*** Opening Data extract ***
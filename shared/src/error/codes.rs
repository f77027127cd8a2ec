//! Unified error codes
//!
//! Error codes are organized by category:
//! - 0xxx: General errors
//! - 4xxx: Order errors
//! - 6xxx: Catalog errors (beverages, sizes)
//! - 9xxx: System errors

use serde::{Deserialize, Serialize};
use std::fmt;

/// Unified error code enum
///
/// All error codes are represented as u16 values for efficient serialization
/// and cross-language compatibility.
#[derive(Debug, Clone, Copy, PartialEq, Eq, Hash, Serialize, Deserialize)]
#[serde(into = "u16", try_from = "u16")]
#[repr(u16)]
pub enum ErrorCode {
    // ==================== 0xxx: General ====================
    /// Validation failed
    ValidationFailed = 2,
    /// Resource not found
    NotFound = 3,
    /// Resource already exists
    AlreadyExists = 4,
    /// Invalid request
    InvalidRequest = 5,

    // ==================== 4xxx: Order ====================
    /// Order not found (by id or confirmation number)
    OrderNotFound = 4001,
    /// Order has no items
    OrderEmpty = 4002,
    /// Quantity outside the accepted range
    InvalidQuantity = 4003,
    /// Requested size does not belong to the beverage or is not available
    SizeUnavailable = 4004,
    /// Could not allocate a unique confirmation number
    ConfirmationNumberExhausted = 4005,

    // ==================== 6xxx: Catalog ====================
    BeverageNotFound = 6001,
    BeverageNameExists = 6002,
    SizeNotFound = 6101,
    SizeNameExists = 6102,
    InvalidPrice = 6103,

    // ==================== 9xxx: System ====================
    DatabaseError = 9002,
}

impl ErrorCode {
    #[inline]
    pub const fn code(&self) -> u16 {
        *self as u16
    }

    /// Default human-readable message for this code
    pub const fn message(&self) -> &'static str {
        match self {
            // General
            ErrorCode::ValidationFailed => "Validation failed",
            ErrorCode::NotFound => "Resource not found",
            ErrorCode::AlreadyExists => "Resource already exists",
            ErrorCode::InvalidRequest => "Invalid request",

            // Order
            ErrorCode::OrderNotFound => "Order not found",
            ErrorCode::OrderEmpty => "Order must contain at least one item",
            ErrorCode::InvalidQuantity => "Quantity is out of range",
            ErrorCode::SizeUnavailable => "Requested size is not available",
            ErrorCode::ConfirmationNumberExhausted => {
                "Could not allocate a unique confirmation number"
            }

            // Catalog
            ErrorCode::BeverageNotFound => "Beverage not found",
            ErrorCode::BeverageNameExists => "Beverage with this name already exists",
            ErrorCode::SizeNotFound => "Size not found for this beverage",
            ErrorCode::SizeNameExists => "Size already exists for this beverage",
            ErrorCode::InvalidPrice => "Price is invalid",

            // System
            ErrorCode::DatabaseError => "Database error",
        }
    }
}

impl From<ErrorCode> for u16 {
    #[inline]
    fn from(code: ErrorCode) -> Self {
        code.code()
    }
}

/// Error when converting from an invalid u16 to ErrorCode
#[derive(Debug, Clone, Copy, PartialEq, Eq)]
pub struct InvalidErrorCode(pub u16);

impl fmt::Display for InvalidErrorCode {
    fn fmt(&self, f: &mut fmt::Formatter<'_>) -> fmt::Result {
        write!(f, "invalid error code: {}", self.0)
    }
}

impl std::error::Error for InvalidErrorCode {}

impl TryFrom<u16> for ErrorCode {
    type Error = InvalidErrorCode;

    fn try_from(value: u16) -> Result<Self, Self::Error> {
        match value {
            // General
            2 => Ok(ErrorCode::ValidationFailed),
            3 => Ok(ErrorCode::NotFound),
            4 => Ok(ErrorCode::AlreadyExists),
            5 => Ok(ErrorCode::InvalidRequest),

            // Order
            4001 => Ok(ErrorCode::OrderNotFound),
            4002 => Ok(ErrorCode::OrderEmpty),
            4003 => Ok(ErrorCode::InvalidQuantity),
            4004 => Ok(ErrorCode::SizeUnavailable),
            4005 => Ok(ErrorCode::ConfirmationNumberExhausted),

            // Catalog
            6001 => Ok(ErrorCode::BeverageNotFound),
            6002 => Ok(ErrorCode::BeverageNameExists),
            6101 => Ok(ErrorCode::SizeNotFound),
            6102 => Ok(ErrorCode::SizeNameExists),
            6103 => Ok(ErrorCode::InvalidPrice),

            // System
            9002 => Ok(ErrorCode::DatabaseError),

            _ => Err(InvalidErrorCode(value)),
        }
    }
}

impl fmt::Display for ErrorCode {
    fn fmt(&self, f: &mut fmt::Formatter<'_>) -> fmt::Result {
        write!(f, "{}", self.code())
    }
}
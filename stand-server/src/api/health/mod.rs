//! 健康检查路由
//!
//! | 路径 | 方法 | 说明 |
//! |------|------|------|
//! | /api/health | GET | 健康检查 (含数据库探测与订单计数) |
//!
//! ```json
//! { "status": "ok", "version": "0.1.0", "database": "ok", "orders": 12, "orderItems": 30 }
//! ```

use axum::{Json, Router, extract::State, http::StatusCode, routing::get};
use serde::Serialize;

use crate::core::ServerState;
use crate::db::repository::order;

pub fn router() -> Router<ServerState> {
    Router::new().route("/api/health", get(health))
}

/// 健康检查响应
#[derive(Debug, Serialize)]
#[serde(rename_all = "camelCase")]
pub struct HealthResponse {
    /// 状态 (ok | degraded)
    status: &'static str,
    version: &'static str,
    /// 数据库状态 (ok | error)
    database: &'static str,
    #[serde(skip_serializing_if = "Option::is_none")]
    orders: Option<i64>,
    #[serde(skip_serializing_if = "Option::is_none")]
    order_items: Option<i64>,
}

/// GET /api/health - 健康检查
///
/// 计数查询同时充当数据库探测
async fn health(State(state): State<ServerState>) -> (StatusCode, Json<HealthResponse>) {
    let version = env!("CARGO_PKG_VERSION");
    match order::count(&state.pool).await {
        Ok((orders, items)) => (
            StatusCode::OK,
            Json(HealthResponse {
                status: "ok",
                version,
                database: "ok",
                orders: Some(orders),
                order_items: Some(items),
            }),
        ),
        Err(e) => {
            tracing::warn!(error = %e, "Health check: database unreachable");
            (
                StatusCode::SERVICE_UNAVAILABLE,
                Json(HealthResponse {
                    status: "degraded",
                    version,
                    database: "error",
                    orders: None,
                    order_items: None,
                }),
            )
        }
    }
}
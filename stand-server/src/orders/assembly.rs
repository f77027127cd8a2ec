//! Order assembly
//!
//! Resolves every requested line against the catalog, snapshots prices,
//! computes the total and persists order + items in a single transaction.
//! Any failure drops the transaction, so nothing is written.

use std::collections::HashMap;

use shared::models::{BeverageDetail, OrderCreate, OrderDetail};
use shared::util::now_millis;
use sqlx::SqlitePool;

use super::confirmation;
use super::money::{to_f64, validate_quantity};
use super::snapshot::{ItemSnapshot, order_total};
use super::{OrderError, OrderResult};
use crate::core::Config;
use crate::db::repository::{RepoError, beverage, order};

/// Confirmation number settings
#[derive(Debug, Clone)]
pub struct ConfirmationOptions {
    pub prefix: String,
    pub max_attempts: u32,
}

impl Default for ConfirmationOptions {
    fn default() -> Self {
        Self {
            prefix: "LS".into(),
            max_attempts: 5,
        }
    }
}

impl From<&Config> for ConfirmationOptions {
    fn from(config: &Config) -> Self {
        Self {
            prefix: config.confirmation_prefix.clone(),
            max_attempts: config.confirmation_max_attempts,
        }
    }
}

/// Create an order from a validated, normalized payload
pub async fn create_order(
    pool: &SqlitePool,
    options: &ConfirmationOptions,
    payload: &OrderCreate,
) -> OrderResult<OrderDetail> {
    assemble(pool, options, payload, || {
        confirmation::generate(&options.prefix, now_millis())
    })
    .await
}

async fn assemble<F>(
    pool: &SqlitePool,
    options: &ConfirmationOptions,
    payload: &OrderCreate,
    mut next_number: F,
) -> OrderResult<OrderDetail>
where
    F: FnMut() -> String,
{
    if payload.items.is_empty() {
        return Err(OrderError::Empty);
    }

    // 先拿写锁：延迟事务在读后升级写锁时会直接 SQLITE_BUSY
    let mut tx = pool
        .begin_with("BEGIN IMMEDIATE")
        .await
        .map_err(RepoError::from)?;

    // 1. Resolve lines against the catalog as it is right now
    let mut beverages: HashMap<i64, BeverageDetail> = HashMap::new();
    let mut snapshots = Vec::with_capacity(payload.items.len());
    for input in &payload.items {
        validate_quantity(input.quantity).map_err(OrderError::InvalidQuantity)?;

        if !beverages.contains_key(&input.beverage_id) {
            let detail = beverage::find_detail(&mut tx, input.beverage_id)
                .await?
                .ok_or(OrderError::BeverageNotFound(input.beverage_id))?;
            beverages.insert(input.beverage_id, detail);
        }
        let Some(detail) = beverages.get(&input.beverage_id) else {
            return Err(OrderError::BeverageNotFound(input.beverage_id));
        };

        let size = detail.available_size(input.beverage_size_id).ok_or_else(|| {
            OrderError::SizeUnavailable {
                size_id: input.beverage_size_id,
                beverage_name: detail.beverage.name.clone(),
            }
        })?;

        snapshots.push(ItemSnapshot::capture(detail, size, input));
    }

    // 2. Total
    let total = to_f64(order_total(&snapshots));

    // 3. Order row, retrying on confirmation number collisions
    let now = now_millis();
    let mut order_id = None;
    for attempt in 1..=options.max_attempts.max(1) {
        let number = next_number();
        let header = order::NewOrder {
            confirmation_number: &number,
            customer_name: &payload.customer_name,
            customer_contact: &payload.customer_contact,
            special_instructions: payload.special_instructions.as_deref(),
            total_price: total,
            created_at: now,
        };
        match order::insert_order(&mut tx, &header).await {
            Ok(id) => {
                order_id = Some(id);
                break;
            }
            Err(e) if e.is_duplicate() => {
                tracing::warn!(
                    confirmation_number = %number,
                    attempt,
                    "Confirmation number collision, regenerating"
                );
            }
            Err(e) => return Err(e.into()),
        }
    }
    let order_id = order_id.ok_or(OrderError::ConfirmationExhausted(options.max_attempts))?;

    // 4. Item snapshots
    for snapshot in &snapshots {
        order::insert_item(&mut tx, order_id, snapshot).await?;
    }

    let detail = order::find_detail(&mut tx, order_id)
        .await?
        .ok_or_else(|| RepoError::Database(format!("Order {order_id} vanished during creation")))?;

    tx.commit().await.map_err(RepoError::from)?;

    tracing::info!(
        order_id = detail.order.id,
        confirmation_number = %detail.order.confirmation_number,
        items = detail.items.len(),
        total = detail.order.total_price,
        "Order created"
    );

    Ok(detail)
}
*** Closing Data extract ***
*** Opening Data extract ***
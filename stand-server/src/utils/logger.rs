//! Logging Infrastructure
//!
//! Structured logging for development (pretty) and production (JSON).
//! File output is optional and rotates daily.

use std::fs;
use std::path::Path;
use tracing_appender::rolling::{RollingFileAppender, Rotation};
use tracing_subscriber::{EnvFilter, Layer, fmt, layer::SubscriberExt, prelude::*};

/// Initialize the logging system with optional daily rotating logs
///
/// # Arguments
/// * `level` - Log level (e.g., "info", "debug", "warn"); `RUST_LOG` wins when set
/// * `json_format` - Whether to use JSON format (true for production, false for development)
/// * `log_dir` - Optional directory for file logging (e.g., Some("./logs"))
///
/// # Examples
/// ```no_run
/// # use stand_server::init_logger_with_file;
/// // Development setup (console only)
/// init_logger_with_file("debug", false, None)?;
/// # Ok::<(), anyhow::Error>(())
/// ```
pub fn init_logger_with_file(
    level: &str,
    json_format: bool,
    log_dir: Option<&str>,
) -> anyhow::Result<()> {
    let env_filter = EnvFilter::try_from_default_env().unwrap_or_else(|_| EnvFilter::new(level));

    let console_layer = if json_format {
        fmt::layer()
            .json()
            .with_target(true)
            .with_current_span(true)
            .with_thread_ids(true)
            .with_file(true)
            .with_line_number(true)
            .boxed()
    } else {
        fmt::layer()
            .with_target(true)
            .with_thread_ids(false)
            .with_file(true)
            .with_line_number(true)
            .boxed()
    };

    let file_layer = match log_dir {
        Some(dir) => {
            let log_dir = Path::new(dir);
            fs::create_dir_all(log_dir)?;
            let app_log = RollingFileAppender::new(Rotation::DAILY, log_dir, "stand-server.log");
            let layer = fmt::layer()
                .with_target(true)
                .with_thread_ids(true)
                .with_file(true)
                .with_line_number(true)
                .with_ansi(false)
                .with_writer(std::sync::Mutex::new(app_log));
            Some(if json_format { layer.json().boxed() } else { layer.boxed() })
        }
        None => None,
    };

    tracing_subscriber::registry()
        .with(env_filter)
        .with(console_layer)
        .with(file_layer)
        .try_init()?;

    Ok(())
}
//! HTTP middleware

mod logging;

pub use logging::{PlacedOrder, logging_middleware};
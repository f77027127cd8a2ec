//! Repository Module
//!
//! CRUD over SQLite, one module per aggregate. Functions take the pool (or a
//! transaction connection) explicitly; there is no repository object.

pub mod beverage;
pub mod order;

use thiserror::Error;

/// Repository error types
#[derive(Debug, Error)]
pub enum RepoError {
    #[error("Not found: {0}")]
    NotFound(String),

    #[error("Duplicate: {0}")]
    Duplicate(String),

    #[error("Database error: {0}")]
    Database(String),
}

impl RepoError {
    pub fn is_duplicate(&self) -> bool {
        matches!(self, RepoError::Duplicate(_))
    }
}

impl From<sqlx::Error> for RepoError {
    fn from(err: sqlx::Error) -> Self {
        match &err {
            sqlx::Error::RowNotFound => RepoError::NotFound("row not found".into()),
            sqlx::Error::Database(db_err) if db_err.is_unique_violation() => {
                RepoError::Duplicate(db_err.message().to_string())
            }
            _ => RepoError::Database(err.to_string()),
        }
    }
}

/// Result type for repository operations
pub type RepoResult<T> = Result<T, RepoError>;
*** Closing Data extract ***
The problem: Go through the material and copy out every line with "enum" in it.

Completed exercise:
/// Unified error code enum
pub enum ErrorCode {
pub enum RepoError {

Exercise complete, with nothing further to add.